→ **Brief**
From the records below, copy every line that contains the word "afterwards".

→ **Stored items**
——————————
//! Upstream reply classification.
//!
//! A 2xx reply must carry a non-empty, well-formed JSON body to be relayed;
//! anything else becomes an error envelope. The body is validated without
//! being deserialized into a tree so the pass-through stays byte-for-byte.

use axum::http::StatusCode;

use crate::error::ProxyError;

/// Classify an upstream reply into a relayable body or an error.
pub fn classify(status: StatusCode, body: String) -> Result<String, ProxyError> {
    if !status.is_success() {
        return Err(ProxyError::Upstream {
            status: status.as_u16(),
            body,
        });
    }

    if body.is_empty() {
        return Err(ProxyError::EmptyUpstreamBody);
    }

    if serde_json::from_str::<serde::de::IgnoredAny>(&body).is_err() {
        return Err(ProxyError::MalformedUpstreamBody { body });
    }

    Ok(body)
}

#[cfg(test)]
mod tests {
    use super::*;

    #[test]
    fn test_valid_json_is_relayed_unchanged() {
        let body = r#"{"message":  "hi"  }"#;
        let relayed = classify(StatusCode::OK, body.to_string()).unwrap();
        // Exact text survives, whitespace included.
        assert_eq!(relayed, body);
    }

    #[test]
    fn test_non_2xx_becomes_upstream_error() {
        let err = classify(StatusCode::SERVICE_UNAVAILABLE, "overloaded".into()).unwrap_err();
        match err {
            ProxyError::Upstream { status, body } => {
                assert_eq!(status, 503);
                assert_eq!(body, "overloaded");
            }
            other => panic!("unexpected error: {other:?}"),
        }
    }

    #[test]
    fn test_empty_success_is_rejected() {
        let err = classify(StatusCode::OK, String::new()).unwrap_err();
        assert!(matches!(err, ProxyError::EmptyUpstreamBody));
    }

    #[test]
    fn test_malformed_success_is_rejected() {
        let err = classify(StatusCode::OK, "not json".into()).unwrap_err();
        assert!(matches!(err, ProxyError::MalformedUpstreamBody { .. }));
    }

    #[test]
    fn test_redirect_status_is_relayed_as_error() {
        let err = classify(StatusCode::SEE_OTHER, String::new()).unwrap_err();
        assert!(matches!(err, ProxyError::Upstream { status: 303, .. }));
    }
}
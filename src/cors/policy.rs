//! Origin admission policy.
//!
//! # Responsibilities
//! - Decide whether a request origin is admitted under the configured mode
//! - Produce the CORS response headers for an admission decision
//!
//! # Design Decisions
//! - Pure functions of (origin, config); no I/O, no request state
//! - A present-but-disallowed origin is rejected by the dispatcher with an
//!   explicit 403 instead of being left to browser enforcement
//! - An absent origin is never an error (non-browser clients)
//! - No fallback to the first configured entry when membership fails: that
//!   would hand CORS approval to origins the list rejects

use axum::http::{header, HeaderMap, HeaderValue};

use crate::config::{CorsConfig, CorsMode};

/// Outcome of origin admission.
#[derive(Debug, Clone, PartialEq, Eq)]
pub enum OriginDecision {
    /// Echo this origin in `Access-Control-Allow-Origin`.
    Allow(String),
    /// Admit any caller with a literal `*`.
    Any,
    /// No origin on the request; emit no allow-origin header.
    Skip,
    /// Origin present but not admitted.
    Disallow,
}

/// Evaluate the configured policy against a request origin.
pub fn evaluate(config: &CorsConfig, origin: Option<&str>) -> OriginDecision {
    match config.mode {
        CorsMode::Wildcard => match origin {
            Some(origin) => OriginDecision::Allow(origin.to_string()),
            None => OriginDecision::Any,
        },
        CorsMode::AllowList => {
            let admits_any = config.allowed_origins.iter().any(|entry| entry == "*");
            match origin {
                Some(origin)
                    if admits_any
                        || config.allowed_origins.iter().any(|entry| entry == origin) =>
                {
                    OriginDecision::Allow(origin.to_string())
                }
                Some(_) => OriginDecision::Disallow,
                None if admits_any => OriginDecision::Any,
                None => OriginDecision::Skip,
            }
        }
        CorsMode::Pattern => match origin {
            Some(origin) if matches_pattern(config, origin) => {
                OriginDecision::Allow(origin.to_string())
            }
            Some(_) => OriginDecision::Disallow,
            None => OriginDecision::Skip,
        },
    }
}

/// Pattern mode: the production origin exactly, or an https origin ending
/// in the preview suffix.
fn matches_pattern(config: &CorsConfig, origin: &str) -> bool {
    if !config.production_origin.is_empty() && origin == config.production_origin {
        return true;
    }
    !config.preview_suffix.is_empty()
        && origin.starts_with("https://")
        && origin.ends_with(&config.preview_suffix)
}

/// CORS headers for a decision.
///
/// `Allow-Headers` carries the configured default; preflight handling
/// overrides it with the client's requested headers afterwards.
pub fn response_headers(config: &CorsConfig, decision: &OriginDecision) -> HeaderMap {
    let mut headers = HeaderMap::new();

    headers.insert(
        header::ACCESS_CONTROL_ALLOW_METHODS,
        HeaderValue::from_static("POST, OPTIONS"),
    );
    if let Ok(value) = HeaderValue::from_str(&config.allow_headers) {
        headers.insert(header::ACCESS_CONTROL_ALLOW_HEADERS, value);
    }
    if let Ok(value) = HeaderValue::from_str(&config.max_age_secs.to_string()) {
        headers.insert(header::ACCESS_CONTROL_MAX_AGE, value);
    }

    match decision {
        OriginDecision::Allow(origin) => {
            if let Ok(value) = HeaderValue::from_str(origin) {
                headers.insert(header::ACCESS_CONTROL_ALLOW_ORIGIN, value);
            }
        }
        OriginDecision::Any => {
            headers.insert(
                header::ACCESS_CONTROL_ALLOW_ORIGIN,
                HeaderValue::from_static("*"),
            );
        }
        OriginDecision::Skip | OriginDecision::Disallow => {}
    }

    // Every mode echoes the request origin when one is present, so caches
    // must key on it.
    headers.insert(header::VARY, HeaderValue::from_static("Origin"));

    headers
}
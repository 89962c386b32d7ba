//! HTTP server setup and configuration.
//!
//! # Responsibilities
//! - Create the axum Router with the catch-all dispatch handler
//! - Wire up middleware (tracing, inbound timeout, body limit, request ID)
//! - Serve with graceful shutdown

use std::sync::Arc;
use std::time::Duration;

use axum::routing::any;
use axum::Router;
use tokio::net::TcpListener;
use tower_http::limit::RequestBodyLimitLayer;
use tower_http::timeout::TimeoutLayer;
use tower_http::trace::TraceLayer;

use crate::config::ProxyConfig;
use crate::http::handler::dispatch;
use crate::http::request::RequestIdLayer;
use crate::upstream::UpstreamClient;

/// Application state injected into handlers.
///
/// Holds the immutable configuration and the shared upstream client; there
/// is no mutable state across requests.
#[derive(Clone)]
pub struct AppState {
    pub config: Arc<ProxyConfig>,
    pub upstream: UpstreamClient,
}

/// HTTP server for the chat proxy.
pub struct HttpServer {
    router: Router,
}

impl HttpServer {
    /// Create a new HTTP server with the given configuration.
    pub fn new(config: ProxyConfig) -> Result<Self, reqwest::Error> {
        let upstream = UpstreamClient::new(config.upstream.clone())?;
        let state = AppState {
            config: Arc::new(config.clone()),
            upstream,
        };

        let router = Self::build_router(&config, state);
        Ok(Self { router })
    }

    /// Build the axum router with all middleware layers.
    fn build_router(config: &ProxyConfig, state: AppState) -> Router {
        Router::new()
            .route("/{*path}", any(dispatch))
            .route("/", any(dispatch))
            .with_state(state)
            .layer(TimeoutLayer::new(Duration::from_secs(
                config.timeouts.request_secs,
            )))
            .layer(RequestBodyLimitLayer::new(config.security.max_body_size))
            .layer(RequestIdLayer)
            .layer(TraceLayer::new_for_http())
    }

    /// Run the server, accepting connections on the given listener.
    pub async fn run(self, listener: TcpListener) -> Result<(), std::io::Error> {
        let addr = listener.local_addr()?;
        tracing::info!(address = %addr, "HTTP server starting");

        axum::serve(listener, self.router)
            .with_graceful_shutdown(shutdown_signal())
            .await?;

        tracing::info!("HTTP server stopped");
        Ok(())
    }
}

/// Wait for shutdown signal (Ctrl+C).
async fn shutdown_signal() {
    tokio::signal::ctrl_c()
        .await
        .expect("Failed to install Ctrl+C handler");
    tracing::info!("Shutdown signal received");
}
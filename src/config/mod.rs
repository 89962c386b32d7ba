//! Configuration management subsystem.
//!
//! # Data Flow
//! ```text
//! config file (TOML, optional)
//!     → loader.rs (parse & deserialize, env overrides for secrets)
//!     → validation.rs (semantic checks)
//!     → ProxyConfig (validated, immutable)
//!     → shared via Arc to the handlers
//! ```
//!
//! # Design Decisions
//! - Config is immutable once loaded; it is constructed exactly once at
//!   startup and passed by reference, never read as ambient global state
//! - All fields have defaults to allow minimal configs
//! - Validation separates syntactic (serde) from semantic checks

pub mod loader;
pub mod schema;
pub mod validation;

pub use loader::{from_sources, load_config, ConfigError};
pub use schema::{
    CorsConfig, CorsMode, ListenerConfig, ProxyConfig, SecurityConfig, TimeoutConfig,
    UpstreamConfig,
};
//! Configuration loading from disk.

use std::fs;
use std::path::Path;

use crate::config::schema::ProxyConfig;
use crate::config::validation::{validate_config, ValidationError};

/// Environment variables overriding the upstream secrets at load time.
const ENV_POD_ID: &str = "RUNPOD_POD_ID";
const ENV_API_KEY: &str = "RUNPOD_API_KEY";

/// Error type for configuration loading.
#[derive(Debug)]
pub enum ConfigError {
    Io(std::io::Error),
    Parse(toml::de::Error),
    Validation(Vec<ValidationError>),
}

impl std::fmt::Display for ConfigError {
    fn fmt(&self, f: &mut std::fmt::Formatter<'_>) -> std::fmt::Result {
        match self {
            ConfigError::Io(e) => write!(f, "IO error: {}", e),
            ConfigError::Parse(e) => write!(f, "Parse error: {}", e),
            ConfigError::Validation(errors) => {
                write!(f, "Validation failed: ")?;
                for (i, err) in errors.iter().enumerate() {
                    if i > 0 {
                        write!(f, ", ")?;
                    }
                    write!(f, "{}", err)?;
                }
                Ok(())
            }
        }
    }
}

impl std::error::Error for ConfigError {}

fn parse_file(path: &Path) -> Result<ProxyConfig, ConfigError> {
    let content = fs::read_to_string(path).map_err(ConfigError::Io)?;
    toml::from_str(&content).map_err(ConfigError::Parse)
}

/// Load and validate configuration from a TOML file.
pub fn load_config(path: &Path) -> Result<ProxyConfig, ConfigError> {
    let config = parse_file(path)?;

    validate_config(&config).map_err(ConfigError::Validation)?;

    Ok(config)
}

/// Build the process configuration from an optional file plus environment
/// overrides for the upstream secrets.
///
/// The environment is read exactly once, here; afterwards the config is an
/// explicit value passed by reference.
pub fn from_sources(path: Option<&Path>) -> Result<ProxyConfig, ConfigError> {
    let mut config = match path {
        Some(path) => parse_file(path)?,
        None => ProxyConfig::default(),
    };

    if let Ok(pod_id) = std::env::var(ENV_POD_ID) {
        config.upstream.pod_id = pod_id;
    }
    if let Ok(api_key) = std::env::var(ENV_API_KEY) {
        config.upstream.api_key = api_key;
    }

    validate_config(&config).map_err(ConfigError::Validation)?;

    Ok(config)
}
//! Configuration validation.
//!
//! # Responsibilities
//! - Semantic validation (serde handles syntactic)
//! - Validate value ranges (timeouts > 0, addresses parse)
//! - Check the CORS mode has the parameters it needs
//!
//! # Design Decisions
//! - Returns all validation errors, not just the first
//! - Validation is a pure function: ProxyConfig → Result<(), Vec<ValidationError>>
//! - Missing credentials are NOT an error here: the forwarding handler
//!   answers 500 per request, and startup merely warns

use std::net::SocketAddr;

use url::Url;

use crate::config::schema::{CorsMode, ProxyConfig};

/// A single semantic problem found in the configuration.
#[derive(Debug)]
pub enum ValidationError {
    InvalidBindAddress(String),
    InvalidUpstreamUrl(String),
    ZeroTimeout(&'static str),
    EmptyAllowList,
    MissingPatternOrigins,
}

impl std::fmt::Display for ValidationError {
    fn fmt(&self, f: &mut std::fmt::Formatter<'_>) -> std::fmt::Result {
        match self {
            ValidationError::InvalidBindAddress(addr) => {
                write!(f, "listener.bind_address '{}' is not a socket address", addr)
            }
            ValidationError::InvalidUpstreamUrl(url) => {
                write!(f, "upstream target '{}' is not a valid URL", url)
            }
            ValidationError::ZeroTimeout(field) => {
                write!(f, "{} must be greater than zero", field)
            }
            ValidationError::EmptyAllowList => {
                write!(f, "cors.allowed_origins is empty in allow-list mode")
            }
            ValidationError::MissingPatternOrigins => write!(
                f,
                "pattern mode needs cors.production_origin or cors.preview_suffix"
            ),
        }
    }
}

impl std::error::Error for ValidationError {}

/// Run all semantic checks, collecting every failure.
pub fn validate_config(config: &ProxyConfig) -> Result<(), Vec<ValidationError>> {
    let mut errors = Vec::new();

    if config.listener.bind_address.parse::<SocketAddr>().is_err() {
        errors.push(ValidationError::InvalidBindAddress(
            config.listener.bind_address.clone(),
        ));
    }

    // Substitute a placeholder pod id so an unconfigured template still
    // gets checked for shape.
    let probe = {
        let mut upstream = config.upstream.clone();
        if upstream.pod_id.is_empty() {
            upstream.pod_id = "pod".to_string();
        }
        upstream.chat_url()
    };
    if Url::parse(&probe).is_err() {
        errors.push(ValidationError::InvalidUpstreamUrl(probe));
    }

    if config.upstream.timeout_secs == 0 {
        errors.push(ValidationError::ZeroTimeout("upstream.timeout_secs"));
    }
    if config.upstream.connect_timeout_secs == 0 {
        errors.push(ValidationError::ZeroTimeout("upstream.connect_timeout_secs"));
    }
    if config.timeouts.request_secs == 0 {
        errors.push(ValidationError::ZeroTimeout("timeouts.request_secs"));
    }

    match config.cors.mode {
        CorsMode::AllowList if config.cors.allowed_origins.is_empty() => {
            errors.push(ValidationError::EmptyAllowList);
        }
        CorsMode::Pattern
            if config.cors.production_origin.is_empty()
                && config.cors.preview_suffix.is_empty() =>
        {
            errors.push(ValidationError::MissingPatternOrigins);
        }
        _ => {}
    }

    if errors.is_empty() {
        Ok(())
    } else {
        Err(errors)
    }
}
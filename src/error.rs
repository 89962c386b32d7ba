//! Proxy error taxonomy and envelope rendering.
//!
//! # Responsibilities
//! - Classify every failure in the request path into one variant
//! - Map each variant to an HTTP status code
//! - Render the JSON error envelope `{ "error": ..., "details": ... }`
//!
//! # Design Decisions
//! - Errors are converted at the handler boundary; nothing reaches the
//!   transport layer as an unhandled fault
//! - `details` text sourced from an upstream body is truncated to 500
//!   characters, on a character boundary

use axum::http::{header, HeaderValue, StatusCode};
use axum::response::{IntoResponse, Response};
use axum::Json;
use serde::Serialize;
use thiserror::Error;

/// Maximum characters of upstream body echoed into `details`.
const DETAILS_LIMIT: usize = 500;

/// Errors that can occur while serving a proxied request.
#[derive(Debug, Error)]
pub enum ProxyError {
    /// Pod identifier or API key missing from configuration.
    #[error("credentials not configured")]
    Credentials,

    /// Inbound body was not well-formed JSON.
    #[error("invalid JSON in request")]
    InvalidBody(#[from] serde_json::Error),

    /// Upstream answered with a non-2xx status.
    #[error("upstream API error ({status})")]
    Upstream { status: u16, body: String },

    /// Upstream did not answer within the configured deadline.
    #[error("upstream request timed out after {0}s")]
    UpstreamTimeout(u64),

    /// Upstream answered 2xx with an empty body.
    #[error("upstream returned empty successful response")]
    EmptyUpstreamBody,

    /// Upstream answered 2xx with a body that does not parse as JSON.
    #[error("malformed JSON from upstream")]
    MalformedUpstreamBody { body: String },

    /// Request origin rejected by the configured CORS policy.
    #[error("origin not allowed")]
    ForbiddenOrigin,

    /// Method other than POST or OPTIONS.
    #[error("method {0} not allowed")]
    MethodNotAllowed(String),

    /// Uncategorized failure (transport errors included).
    #[error("internal server error")]
    Internal(String),
}

impl ProxyError {
    /// HTTP status this error maps to.
    ///
    /// An upstream failure relays the upstream's own status; an
    /// out-of-range value degrades to 502.
    pub fn status(&self) -> StatusCode {
        match self {
            Self::Credentials | Self::Internal(_) => StatusCode::INTERNAL_SERVER_ERROR,
            Self::InvalidBody(_) => StatusCode::BAD_REQUEST,
            Self::Upstream { status, .. } => {
                StatusCode::from_u16(*status).unwrap_or(StatusCode::BAD_GATEWAY)
            }
            Self::UpstreamTimeout(_) => StatusCode::GATEWAY_TIMEOUT,
            Self::EmptyUpstreamBody | Self::MalformedUpstreamBody { .. } => {
                StatusCode::BAD_GATEWAY
            }
            Self::ForbiddenOrigin => StatusCode::FORBIDDEN,
            Self::MethodNotAllowed(_) => StatusCode::METHOD_NOT_ALLOWED,
        }
    }

    fn details(&self) -> Option<String> {
        match self {
            Self::InvalidBody(err) => Some(err.to_string()),
            Self::Upstream { body, .. } | Self::MalformedUpstreamBody { body } => {
                Some(truncate(body, DETAILS_LIMIT))
            }
            Self::Internal(message) => Some(message.clone()),
            _ => None,
        }
    }

    /// The JSON body returned to the caller.
    pub fn envelope(&self) -> ErrorEnvelope {
        ErrorEnvelope {
            error: self.to_string(),
            details: self.details(),
        }
    }
}

impl IntoResponse for ProxyError {
    fn into_response(self) -> Response {
        let mut response = (self.status(), Json(self.envelope())).into_response();
        if matches!(self, ProxyError::MethodNotAllowed(_)) {
            response
                .headers_mut()
                .insert(header::ALLOW, HeaderValue::from_static("POST, OPTIONS"));
        }
        response
    }
}

/// JSON error body returned to the browser.
///
/// `details` is free text (raw upstream body or an error message); callers
/// must not assume it is machine-parseable.
#[derive(Debug, Serialize)]
pub struct ErrorEnvelope {
    pub error: String,
    #[serde(skip_serializing_if = "Option::is_none")]
    pub details: Option<String>,
}

fn truncate(text: &str, limit: usize) -> String {
    if text.chars().count() <= limit {
        text.to_string()
    } else {
        text.chars().take(limit).collect()
    }
}
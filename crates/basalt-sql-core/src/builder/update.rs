//! UPDATE builder.

use crate::ast::expression::{Expression, Name};
use crate::ast::statement::{JoinClause, QueryOptions, SetValue, UpdateQuery, WithClause};

/// Starts an UPDATE of a table.
#[must_use]
pub fn update(table: impl Into<String>) -> UpdateQuery {
    UpdateQuery {
        table: Some(Name::new(table)),
        ..UpdateQuery::default()
    }
}

impl UpdateQuery {
    /// Adds a CTE.
    #[must_use]
    pub fn with(mut self, alias: impl Into<String>, expression: impl Into<Expression>) -> Self {
        self.with.push(WithClause {
            alias: alias.into(),
            expression: expression.into(),
        });
        self
    }

    /// Adds a SET assignment. Passing a plain string escapes it as a
    /// literal; pass an [`Expression`] to bind or compute the value.
    #[must_use]
    pub fn set(mut self, column: impl Into<String>, value: impl Into<SetValue>) -> Self {
        self.set.push((Name::new(column), value.into()));
        self
    }

    /// Adds a FROM table.
    #[must_use]
    pub fn from(mut self, table: impl Into<Expression>) -> Self {
        self.from.push(table.into());
        self
    }

    /// Adds a JOIN clause; the first one is promoted into FROM.
    #[must_use]
    pub fn join(mut self, join: JoinClause) -> Self {
        self.joins.push(join);
        self
    }

    /// Adds a WHERE condition; conditions accumulate with `and`.
    #[must_use]
    pub fn where_clause(mut self, condition: impl Into<Expression>) -> Self {
        self.where_.push(condition);
        self
    }

    /// Adds a RETURNING expression.
    #[must_use]
    pub fn returning(mut self, expression: impl Into<Expression>) -> Self {
        self.returning.push(expression.into());
        self
    }

    /// Sets the logical identifier carried to the prepared statement.
    #[must_use]
    pub fn identifier(mut self, identifier: impl Into<String>) -> Self {
        self.identifier = Some(identifier.into());
        self
    }

    /// Sets the driver options carried to the prepared statement.
    #[must_use]
    pub fn options(mut self, options: QueryOptions) -> Self {
        self.options = options;
        self
    }
}

#[cfg(test)]
mod tests {
    use super::*;

    #[test]
    fn test_update_builder_shape() {
        let query = update("t")
            .set("a", Expression::value(1))
            .set("b", "frozen")
            .where_clause(Expression::column("id").eq(Expression::value(7)));

        assert_eq!(query.set.len(), 2);
        assert!(matches!(query.set[1].1, SetValue::Literal(_)));
        assert_eq!(query.where_.conditions.len(), 1);
    }
}
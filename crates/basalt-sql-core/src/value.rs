//! Native value payloads bound as query arguments.
//!
//! Values never appear inline in rendered SQL; they travel through the
//! argument bag and are handed to the driver as positional arguments.

use chrono::{DateTime, Utc};

/// A native value that can be bound as a query argument.
#[derive(Debug, Clone, PartialEq)]
pub enum SqlValue {
    /// NULL value.
    Null,
    /// Boolean value.
    Bool(bool),
    /// Integer value.
    Int(i64),
    /// Float value.
    Float(f64),
    /// Text value.
    Text(String),
    /// Binary value.
    Bytes(Vec<u8>),
    /// JSON document.
    Json(serde_json::Value),
    /// UTC timestamp.
    Timestamp(DateTime<Utc>),
    /// Array of values. Accepted as a payload, but the converter rejects
    /// array-typed bindings (see `convert`).
    Array(Vec<SqlValue>),
}

impl SqlValue {
    /// Returns true when the value is NULL.
    #[must_use]
    pub const fn is_null(&self) -> bool {
        matches!(self, Self::Null)
    }

    /// Returns the text payload, if this is a text value.
    #[must_use]
    pub fn as_text(&self) -> Option<&str> {
        match self {
            Self::Text(s) => Some(s),
            _ => None,
        }
    }

    /// SQL type tag inferred from the value kind alone.
    ///
    /// Used by the converter when no type was declared for a binding.
    #[must_use]
    pub fn kind_type(&self) -> String {
        match self {
            Self::Null => String::from("null"),
            Self::Bool(_) => String::from("boolean"),
            Self::Int(_) => String::from("integer"),
            Self::Float(_) => String::from("float"),
            Self::Text(_) => String::from("text"),
            Self::Bytes(_) => String::from("blob"),
            Self::Json(_) => String::from("json"),
            Self::Timestamp(_) => String::from("timestamp"),
            Self::Array(items) => {
                let element = items
                    .first()
                    .map_or_else(|| String::from("text"), Self::kind_type);
                format!("{element}[]")
            }
        }
    }
}

/// Trait for types that can be converted to a [`SqlValue`].
pub trait ToSqlValue {
    /// Converts the value into a `SqlValue`.
    fn to_sql_value(self) -> SqlValue;
}

impl ToSqlValue for SqlValue {
    fn to_sql_value(self) -> SqlValue {
        self
    }
}

impl ToSqlValue for bool {
    fn to_sql_value(self) -> SqlValue {
        SqlValue::Bool(self)
    }
}

impl ToSqlValue for i64 {
    fn to_sql_value(self) -> SqlValue {
        SqlValue::Int(self)
    }
}

impl ToSqlValue for i32 {
    fn to_sql_value(self) -> SqlValue {
        SqlValue::Int(i64::from(self))
    }
}

impl ToSqlValue for i16 {
    fn to_sql_value(self) -> SqlValue {
        SqlValue::Int(i64::from(self))
    }
}

impl ToSqlValue for u32 {
    fn to_sql_value(self) -> SqlValue {
        SqlValue::Int(i64::from(self))
    }
}

impl ToSqlValue for f64 {
    fn to_sql_value(self) -> SqlValue {
        SqlValue::Float(self)
    }
}

impl ToSqlValue for f32 {
    fn to_sql_value(self) -> SqlValue {
        SqlValue::Float(f64::from(self))
    }
}

impl ToSqlValue for String {
    fn to_sql_value(self) -> SqlValue {
        SqlValue::Text(self)
    }
}

impl ToSqlValue for &str {
    fn to_sql_value(self) -> SqlValue {
        SqlValue::Text(String::from(self))
    }
}

impl ToSqlValue for Vec<u8> {
    fn to_sql_value(self) -> SqlValue {
        SqlValue::Bytes(self)
    }
}

impl ToSqlValue for &[u8] {
    fn to_sql_value(self) -> SqlValue {
        SqlValue::Bytes(self.to_vec())
    }
}

impl ToSqlValue for serde_json::Value {
    fn to_sql_value(self) -> SqlValue {
        SqlValue::Json(self)
    }
}

impl ToSqlValue for DateTime<Utc> {
    fn to_sql_value(self) -> SqlValue {
        SqlValue::Timestamp(self)
    }
}

impl<T: ToSqlValue> ToSqlValue for Option<T> {
    fn to_sql_value(self) -> SqlValue {
        match self {
            Some(v) => v.to_sql_value(),
            None => SqlValue::Null,
        }
    }
}

#[cfg(test)]
mod tests {
    use super::*;

    #[test]
    fn test_to_sql_value_conversions() {
        assert_eq!(true.to_sql_value(), SqlValue::Bool(true));
        assert_eq!(42_i32.to_sql_value(), SqlValue::Int(42));
        assert_eq!(2.5_f64.to_sql_value(), SqlValue::Float(2.5));
        assert_eq!("hi".to_sql_value(), SqlValue::Text(String::from("hi")));
        assert_eq!(None::<i64>.to_sql_value(), SqlValue::Null);
        assert_eq!(Some(7_i64).to_sql_value(), SqlValue::Int(7));
    }

    #[test]
    fn test_kind_type_inference() {
        assert_eq!(SqlValue::Bool(true).kind_type(), "boolean");
        assert_eq!(SqlValue::Int(1).kind_type(), "integer");
        assert_eq!(SqlValue::Text(String::new()).kind_type(), "text");
        assert_eq!(SqlValue::Bytes(vec![]).kind_type(), "blob");
        assert_eq!(
            SqlValue::Array(vec![SqlValue::Int(1)]).kind_type(),
            "integer[]"
        );
        assert_eq!(SqlValue::Array(vec![]).kind_type(), "text[]");
    }
}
——————————
→ **Problem solution**
/// overrides it with the client's requested headers afterwards.
/// The environment is read exactly once, here; afterwards the config is an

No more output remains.